Expert witnesses on trial
“State legislators, physician organizations and courts are taking steps to ensure that the experts provide ethical and appropriate testimony,” writes Alicia Gallegos in AMA News. At least 30 states have laws governing expert witnesses, and courts also are taking stronger stances against questionable experts. For example, high courts in Arizona and Maryland in 2009 upheld as constitutional state restrictions against expert witnesses. Among the positions adopted are:

  • restricting the use of expert witnesses in Florida to those who are certified
  • requiring experts in Arizona and Minnesota to practice in the same specialty as the physician defendant
  • mandating that Maryland witnesses actually spend time actively practicing medicine
  • investigating complaints and publishing testimony provided by physician witnesses (AAEM)
  • disciplining doctors who provide unethical testimony (Mississippi, North Carolina, and many other State medical boards, as well as neurology and neurosurgery specialty associations)

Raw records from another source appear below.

//! Labels detected on a multi-fabric source photo.
//!
//! Sellers mark fabric swatches with letters: `T` (top), `D` (dupatta),
//! `B` (bottom) and `C` (color variant of the same design).

use serde::{Deserialize, Serialize};
use serde_json::Value as JsonValue;
use utoipa::ToSchema;

/// Role of a labeled piece.
#[derive(Debug, Clone, Copy, PartialEq, Eq)]
pub enum PieceKind {
    Top,
    Dupatta,
    Bottom,
    ColorVariant,
    Unknown,
}

/// One labeled swatch.
#[derive(Debug, Clone, Default, PartialEq, Serialize, Deserialize, ToSchema)]
pub struct FabricPiece {
    #[serde(default)]
    pub label: String,
    #[serde(default)]
    pub description: String,
    #[serde(default)]
    pub position: String,
}

impl FabricPiece {
    pub fn kind(&self) -> PieceKind {
        match self.label.trim().to_ascii_uppercase().as_str() {
            "T" => PieceKind::Top,
            "D" => PieceKind::Dupatta,
            "B" => PieceKind::Bottom,
            "C" => PieceKind::ColorVariant,
            _ => PieceKind::Unknown,
        }
    }
}

/// Detector output stored on the job (JSONB).
#[derive(Debug, Clone, Default, PartialEq, Serialize, Deserialize, ToSchema)]
pub struct DetectedLabels {
    #[serde(default)]
    pub pieces: Vec<FabricPiece>,
    #[serde(default)]
    pub sample_count: usize,
    #[serde(default)]
    pub has_bottom: bool,
    #[serde(default)]
    pub color_variants: Vec<String>,
    #[serde(default)]
    pub summary: String,
}

impl DetectedLabels {
    /// Read detector JSON leniently: numbers may arrive as strings or floats,
    /// booleans as strings, and any field may be missing.
    pub fn from_value(value: &JsonValue) -> Self {
        let pieces = value
            .get("pieces")
            .and_then(|v| v.as_array())
            .map(|items| {
                items
                    .iter()
                    .filter_map(|item| {
                        let text = |key: &str| {
                            item.get(key)
                                .and_then(|v| v.as_str())
                                .unwrap_or_default()
                                .trim()
                                .to_string()
                        };
                        let piece = FabricPiece {
                            label: text("label"),
                            description: text("description"),
                            position: text("position"),
                        };
                        (!piece.label.is_empty()).then_some(piece)
                    })
                    .collect()
            })
            .unwrap_or_default();

        let sample_count = match value.get("sample_count") {
            Some(JsonValue::Number(n)) => n
                .as_u64()
                .or_else(|| n.as_f64().filter(|f| *f > 0.0).map(|f| f.round() as u64))
                .unwrap_or(0) as usize,
            Some(JsonValue::String(s)) => s.trim().parse().unwrap_or(0),
            _ => 0,
        };

        let has_bottom = match value.get("has_bottom") {
            Some(JsonValue::Bool(b)) => *b,
            Some(JsonValue::String(s)) => matches!(s.trim().to_lowercase().as_str(), "true" | "yes"),
            _ => false,
        };

        let color_variants = value
            .get("color_variants")
            .and_then(|v| v.as_array())
            .map(|items| {
                items
                    .iter()
                    .filter_map(|v| v.as_str())
                    .map(|s| s.trim().to_string())
                    .filter(|s| !s.is_empty())
                    .collect()
            })
            .unwrap_or_default();

        let summary = value
            .get("summary")
            .and_then(|v| v.as_str())
            .unwrap_or_default()
            .to_string();

        Self {
            pieces,
            sample_count,
            has_bottom,
            color_variants,
            summary,
        }
    }

    /// Make the counts self-consistent.
    ///
    /// - `color_variants` is filled from `C` pieces when the detector left it empty.
    /// - `has_bottom` is set when a `B` piece was found.
    /// - `sample_count >= max(1, 1 + color_variants.len())`.
    pub fn normalized(mut self) -> Self {
        if self.color_variants.is_empty() {
            self.color_variants = self
                .pieces_of(PieceKind::ColorVariant)
                .map(|p| p.description.clone())
                .filter(|d| !d.is_empty())
                .collect();
        }

        if self.pieces_of(PieceKind::Bottom).next().is_some() {
            self.has_bottom = true;
        }

        let implied = 1 + self.color_variants.len();
        self.sample_count = self.sample_count.max(implied);
        self
    }

    pub fn pieces_of(&self, kind: PieceKind) -> impl Iterator<Item = &FabricPiece> {
        self.pieces.iter().filter(move |p| p.kind() == kind)
    }

    pub fn first_piece(&self, kind: PieceKind) -> Option<&FabricPiece> {
        self.pieces_of(kind).next()
    }

    /// `"T: navy floral"` style lines used as caption context.
    pub fn context_lines(&self) -> Vec<String> {
        self.pieces
            .iter()
            .map(|p| format!("{}: {}", p.label, p.description))
            .collect()
    }
}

The AMA in June approved a report outlining model legislation for expert witnesses that requires experience in the same discipline as the defendant, board certification, or a significant recent teaching role at an accredited medical school.

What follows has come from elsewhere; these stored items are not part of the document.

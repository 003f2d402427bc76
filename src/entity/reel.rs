//! Reel entity for SeaORM.

use sea_orm::entity::prelude::*;

#[derive(Clone, Debug, PartialEq, DeriveEntityModel)]
#[sea_orm(table_name = "reels")]
pub struct Model {
    #[sea_orm(primary_key, auto_increment = false)]
    pub id: Uuid,
    pub user_id: Uuid,
    pub content_id: Uuid,
    pub voiceover_url: Option<String>,
    pub music_url: Option<String>,
    pub caption_english: Option<String>,
    pub caption_hindi: Option<String>,
    /// generating_audio, ready, failed
    pub status: String,
    pub error_message: Option<String>,
    pub created_at: DateTimeUtc,
    pub updated_at: DateTimeUtc,
}

#[derive(Copy, Clone, Debug, EnumIter, DeriveRelation)]
pub enum Relation {
    #[sea_orm(
        belongs_to = "super::generated_content::Entity",
        from = "Column::ContentId",
        to = "super::generated_content::Column::Id",
        on_delete = "Cascade"
    )]
    Content,
}

impl Related<super::generated_content::Entity> for Entity {
    fn to() -> RelationDef {
        Relation::Content.def()
    }
}

impl ActiveModelBehavior for ActiveModel {}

Preventable mistakes kill 34 in Oregon hospitals in 2010.
According to data from the Oregon Patient Safety Commission published by the Portland Oregonian, preventable errors led to 34 deaths in Oregon hospitals in 2010, the same number as in 2009. If aviation had this kind of record, how many people would still fly?

Bitten by orca? No problem. New medical billing codes include bizarre injuries.
The new ICD-10 (International Classification of Diseases) codes used by doctors and hospitals for billing for their work are coming soon. “There’s a code for that” is likely to become the new catch phrase. “Bitten by orca – initial encounter” could only be confused with “Bitten by orca – subsequent encounter.” Or was it a sea lion? How about a “turtle bite” – or was it actually a “tortoise”? Perhaps one is injured by a burning water ski. Yup. There’s a code for that. Medical coders will soon be able to specify whether someone was injured by walking into a lamppost, or it falling on them. While crocheting? Or was it knitting? Playing the piano, or worse yet, vacuuming? Injured in a chicken coop, opera house or prison kitchen? Crushed by an alligator? Blown apart by a letter bomb? Not a problem. The federally-mandated codes will be increasing from the current 18,000 to over 140,000.